Open adkAurora opened 1 year ago

adkAurora commented 1 year ago

image I am training Neus using two GPUs. Do I need to change any config parameters? reduce the traner max_steps in half?

bennyguo commented 1 year ago

Hi! In DDP, model.train_num_rays and model.max_train_num_rays are defined per device, so you could either halving these values or simply train for fewer iterations :)

adkAurora commented 1 year ago

Hi! In DDP, model.train_num_rays and model.max_train_num_rays are defined per device, so you could either halving these values or simply train for fewer iterations :)

Hi! I halved the parameters model.train_num_rays and model.max_train_num_rays on V100 graphics card. The training time for single GPU is 15 minutes, and for two GPUs it is 20 minutes. It appears that using multiple cards based on the current network structure does not bring significant time gains, is that true?

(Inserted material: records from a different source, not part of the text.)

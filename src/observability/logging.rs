//! Structured logging.
//!
//! # Responsibilities
//! - Initialize the tracing subscriber once at startup
//! - Honour `RUST_LOG`, falling back to the configured level
//! - Pick pretty output for terminals or JSON for log shipping

use tracing_subscriber::{layer::SubscriberExt, util::SubscriberInitExt, EnvFilter};

use crate::config::schema::{LogFormat, ObservabilityConfig};

pub fn init_logging(
    config: &ObservabilityConfig,
) -> Result<(), Box<dyn std::error::Error + Send + Sync>> {
    let filter = EnvFilter::try_from_default_env()
        .or_else(|_| EnvFilter::try_new(&config.log_level))?;

    let (json, pretty) = match config.log_format {
        LogFormat::Json => (Some(tracing_subscriber::fmt::layer().json()), None),
        LogFormat::Pretty => (None, Some(tracing_subscriber::fmt::layer())),
    };

    tracing_subscriber::registry()
        .with(filter)
        .with(json)
        .with(pretty)
        .try_init()?;

    Ok(())
}
//! Kernel access seam for interface addresses.

use async_trait::async_trait;
use thiserror::Error;

use crate::address::set::AnycastAddress;

/// Errors raised when reading or mutating interface addresses.
#[derive(Debug, Clone, PartialEq, Eq, Error)]
pub enum AddressError {
    /// The process lacks the privilege to change addresses (CAP_NET_ADMIN).
    #[error("permission denied: {0}")]
    PermissionDenied(String),

    /// The kernel rejected the address itself.
    #[error("invalid address: {0}")]
    InvalidAddress(String),

    /// Worth retrying, e.g. the interface is missing or down right now.
    #[error("transient failure: {0}")]
    Transient(String),
}

impl AddressError {
    /// Non-retryable misconfiguration.
    pub fn is_fatal(&self) -> bool {
        !matches!(self, AddressError::Transient(_))
    }

    pub fn kind(&self) -> &'static str {
        match self {
            AddressError::PermissionDenied(_) => "permission_denied",
            AddressError::InvalidAddress(_) => "invalid_address",
            AddressError::Transient(_) => "transient",
        }
    }
}

/// Raw access to the addresses bound on an interface.
///
/// Implementations report what the kernel sees right now and perform exactly
/// one mutation per `add`/`del` call. Idempotence is layered on top by
/// [`AddressManager`](crate::address::AddressManager).
#[async_trait]
pub trait InterfaceBackend: Send + Sync {
    /// Every address currently bound to `interface`, managed or not.
    async fn list(&self, interface: &str) -> Result<Vec<AnycastAddress>, AddressError>;

    /// Bind `address` to its interface.
    async fn add(&self, address: &AnycastAddress) -> Result<(), AddressError>;

    /// Remove `address` from its interface.
    async fn del(&self, address: &AnycastAddress) -> Result<(), AddressError>;
}

#[async_trait]
impl<T: InterfaceBackend + ?Sized> InterfaceBackend for std::sync::Arc<T> {
    async fn list(&self, interface: &str) -> Result<Vec<AnycastAddress>, AddressError> {
        (**self).list(interface).await
    }

    async fn add(&self, address: &AnycastAddress) -> Result<(), AddressError> {
        (**self).add(address).await
    }

    async fn del(&self, address: &AnycastAddress) -> Result<(), AddressError> {
        (**self).del(address).await
    }
}
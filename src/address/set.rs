//! Anycast addresses and the ordered set this host may announce.

use std::fmt;
use std::net::IpAddr;

use serde::Serialize;
use thiserror::Error;

/// Failure to parse an `ip/prefix` string.
#[derive(Debug, Clone, PartialEq, Eq, Error)]
pub enum CidrError {
    #[error("missing prefix length (expected ip/prefix)")]
    MissingPrefix,

    #[error("`{0}` is not an IP address")]
    InvalidIp(String),

    #[error("prefix length `{prefix}` out of range 0..={max}")]
    InvalidPrefix { prefix: String, max: u8 },
}

/// One anycast address bound to a named interface.
#[derive(Debug, Clone, PartialEq, Eq, Hash, PartialOrd, Ord, Serialize)]
pub struct AnycastAddress {
    ip: IpAddr,
    prefix_len: u8,
    interface: String,
}

impl AnycastAddress {
    pub fn new(ip: IpAddr, prefix_len: u8, interface: impl Into<String>) -> Result<Self, CidrError> {
        let max = max_prefix(&ip);
        if prefix_len > max {
            return Err(CidrError::InvalidPrefix {
                prefix: prefix_len.to_string(),
                max,
            });
        }
        Ok(Self {
            ip,
            prefix_len,
            interface: interface.into(),
        })
    }

    /// Parse `ip/prefix` for the given interface.
    pub fn parse(cidr: &str, interface: &str) -> Result<Self, CidrError> {
        let (ip, prefix) = cidr.trim().split_once('/').ok_or(CidrError::MissingPrefix)?;
        let ip: IpAddr = ip
            .parse()
            .map_err(|_| CidrError::InvalidIp(ip.to_string()))?;
        let max = max_prefix(&ip);
        let prefix_len: u8 = prefix.parse().map_err(|_| CidrError::InvalidPrefix {
            prefix: prefix.to_string(),
            max,
        })?;
        Self::new(ip, prefix_len, interface)
    }

    pub fn ip(&self) -> IpAddr {
        self.ip
    }

    pub fn prefix_len(&self) -> u8 {
        self.prefix_len
    }

    pub fn interface(&self) -> &str {
        &self.interface
    }

    /// Canonical `ip/prefix` text, as iproute2 prints it.
    pub fn cidr(&self) -> String {
        format!("{}/{}", self.ip, self.prefix_len)
    }
}

impl fmt::Display for AnycastAddress {
    fn fmt(&self, f: &mut fmt::Formatter<'_>) -> fmt::Result {
        write!(f, "{}/{}", self.ip, self.prefix_len)
    }
}

fn max_prefix(ip: &IpAddr) -> u8 {
    match ip {
        IpAddr::V4(_) => 32,
        IpAddr::V6(_) => 128,
    }
}

/// Failure to build an [`AddressSet`].
#[derive(Debug, Clone, PartialEq, Eq, Error)]
pub enum AddressSetError {
    #[error("address set is empty")]
    Empty,

    #[error("`{cidr}`: {source}")]
    Cidr { cidr: String, source: CidrError },

    #[error("duplicate address `{0}`")]
    Duplicate(String),
}

/// Ordered, duplicate-free list of anycast addresses on one interface.
///
/// Immutable once built; iteration order is the order mutations are applied.
#[derive(Debug, Clone, PartialEq, Eq)]
pub struct AddressSet {
    interface: String,
    addresses: Vec<AnycastAddress>,
}

impl AddressSet {
    pub fn from_cidrs<I, S>(interface: &str, cidrs: I) -> Result<Self, AddressSetError>
    where
        I: IntoIterator<Item = S>,
        S: AsRef<str>,
    {
        let mut addresses: Vec<AnycastAddress> = Vec::new();
        for cidr in cidrs {
            let cidr = cidr.as_ref();
            let address = AnycastAddress::parse(cidr, interface).map_err(|source| {
                AddressSetError::Cidr {
                    cidr: cidr.to_string(),
                    source,
                }
            })?;
            if addresses.contains(&address) {
                return Err(AddressSetError::Duplicate(address.cidr()));
            }
            addresses.push(address);
        }

        if addresses.is_empty() {
            return Err(AddressSetError::Empty);
        }

        Ok(Self {
            interface: interface.to_string(),
            addresses,
        })
    }

    pub fn interface(&self) -> &str {
        &self.interface
    }

    pub fn iter(&self) -> std::slice::Iter<'_, AnycastAddress> {
        self.addresses.iter()
    }

    pub fn len(&self) -> usize {
        self.addresses.len()
    }

    pub fn is_empty(&self) -> bool {
        self.addresses.is_empty()
    }

    pub fn contains(&self, address: &AnycastAddress) -> bool {
        self.addresses.contains(address)
    }
}

impl<'a> IntoIterator for &'a AddressSet {
    type Item = &'a AnycastAddress;
    type IntoIter = std::slice::Iter<'a, AnycastAddress>;

    fn into_iter(self) -> Self::IntoIter {
        self.iter()
    }
}
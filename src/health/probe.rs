//! Probe contract and the bounded runner.

use std::time::{Duration, Instant, SystemTime};

use async_trait::async_trait;
use serde::Serialize;
use thiserror::Error;
use tokio::time;

use crate::observability::metrics;

/// Why a probe did not report success.
#[derive(Debug, Clone, PartialEq, Eq, Error)]
pub enum ProbeError {
    #[error("timed out after {0:?}")]
    Timeout(Duration),

    #[error("connection failed: {0}")]
    Connect(String),

    /// The service answered and the answer was bad.
    #[error("check failed: {0}")]
    Failed(String),

    /// Health could not be determined either way.
    #[error("ambiguous result: {0}")]
    Ambiguous(String),
}

/// One health check of the local service.
///
/// Implementations must be side-effect free. They may block for as long as
/// they like; [`run_probe`] enforces the deadline.
#[async_trait]
pub trait HealthProbe: Send + Sync {
    async fn check(&self) -> Result<(), ProbeError>;

    /// Short human description for logs, e.g. `dns 127.0.0.1:53 localhost. A`.
    fn describe(&self) -> String;
}

#[async_trait]
impl<T: HealthProbe + ?Sized> HealthProbe for Box<T> {
    async fn check(&self) -> Result<(), ProbeError> {
        (**self).check().await
    }

    fn describe(&self) -> String {
        (**self).describe()
    }
}

/// Outcome of one bounded probe.
#[derive(Debug, Clone, Serialize)]
pub struct ProbeResult {
    pub success: bool,
    pub observed_at: SystemTime,
    pub elapsed: Duration,
    pub detail: Option<String>,
}

impl ProbeResult {
    pub fn healthy(elapsed: Duration) -> Self {
        Self {
            success: true,
            observed_at: SystemTime::now(),
            elapsed,
            detail: None,
        }
    }

    pub fn unhealthy(elapsed: Duration, error: &ProbeError) -> Self {
        Self {
            success: false,
            observed_at: SystemTime::now(),
            elapsed,
            detail: Some(error.to_string()),
        }
    }
}

/// Run `probe` under a hard deadline. Never fails: every error becomes an
/// unsuccessful [`ProbeResult`].
pub async fn run_probe<P: HealthProbe + ?Sized>(probe: &P, timeout: Duration) -> ProbeResult {
    let started = Instant::now();

    let outcome = match time::timeout(timeout, probe.check()).await {
        Ok(outcome) => outcome,
        Err(_) => Err(ProbeError::Timeout(timeout)),
    };
    let elapsed = started.elapsed();

    let result = match outcome {
        Ok(()) => ProbeResult::healthy(elapsed),
        Err(e) => {
            tracing::warn!(probe = %probe.describe(), error = %e, "Health check failed");
            ProbeResult::unhealthy(elapsed, &e)
        }
    };

    metrics::record_probe(result.success, elapsed);
    result
}

#[cfg(test)]
mod tests {
    use super::*;

    struct Fixed(Result<(), ProbeError>);

    #[async_trait]
    impl HealthProbe for Fixed {
        async fn check(&self) -> Result<(), ProbeError> {
            self.0.clone()
        }

        fn describe(&self) -> String {
            "fixed".into()
        }
    }

    struct Hang;

    #[async_trait]
    impl HealthProbe for Hang {
        async fn check(&self) -> Result<(), ProbeError> {
            std::future::pending().await
        }

        fn describe(&self) -> String {
            "hang".into()
        }
    }

    #[tokio::test]
    async fn test_success_maps_to_healthy() {
        let result = run_probe(&Fixed(Ok(())), Duration::from_secs(1)).await;
        assert!(result.success);
        assert!(result.detail.is_none());
    }

    #[tokio::test]
    async fn test_errors_map_to_unhealthy_with_detail() {
        let probe = Fixed(Err(ProbeError::Ambiguous("truncated reply".into())));
        let result = run_probe(&probe, Duration::from_secs(1)).await;
        assert!(!result.success);
        assert_eq!(
            result.detail.as_deref(),
            Some("ambiguous result: truncated reply")
        );
    }

    #[tokio::test(start_paused = true)]
    async fn test_timeout_is_enforced() {
        let probe: Box<dyn HealthProbe> = Box::new(Hang);
        let result = run_probe(&probe, Duration::from_millis(500)).await;
        assert!(!result.success);
        assert!(result.detail.unwrap().starts_with("timed out"));
    }
}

guesspalm commented 8 months ago

Hi! In DDP, model.train_num_rays and model.max_train_num_rays are defined per device, so you could either halving these values or simply train for fewer iterations :)

Hi! I halved the parameters model.train_num_rays and model.max_train_num_rays on V100 graphics card. The training time for single GPU is 15 minutes, and for two GPUs it is 20 minutes. It appears that using multiple cards based on the current network structure does not bring significant time gains, is that true?

Hi, have you solve this problem?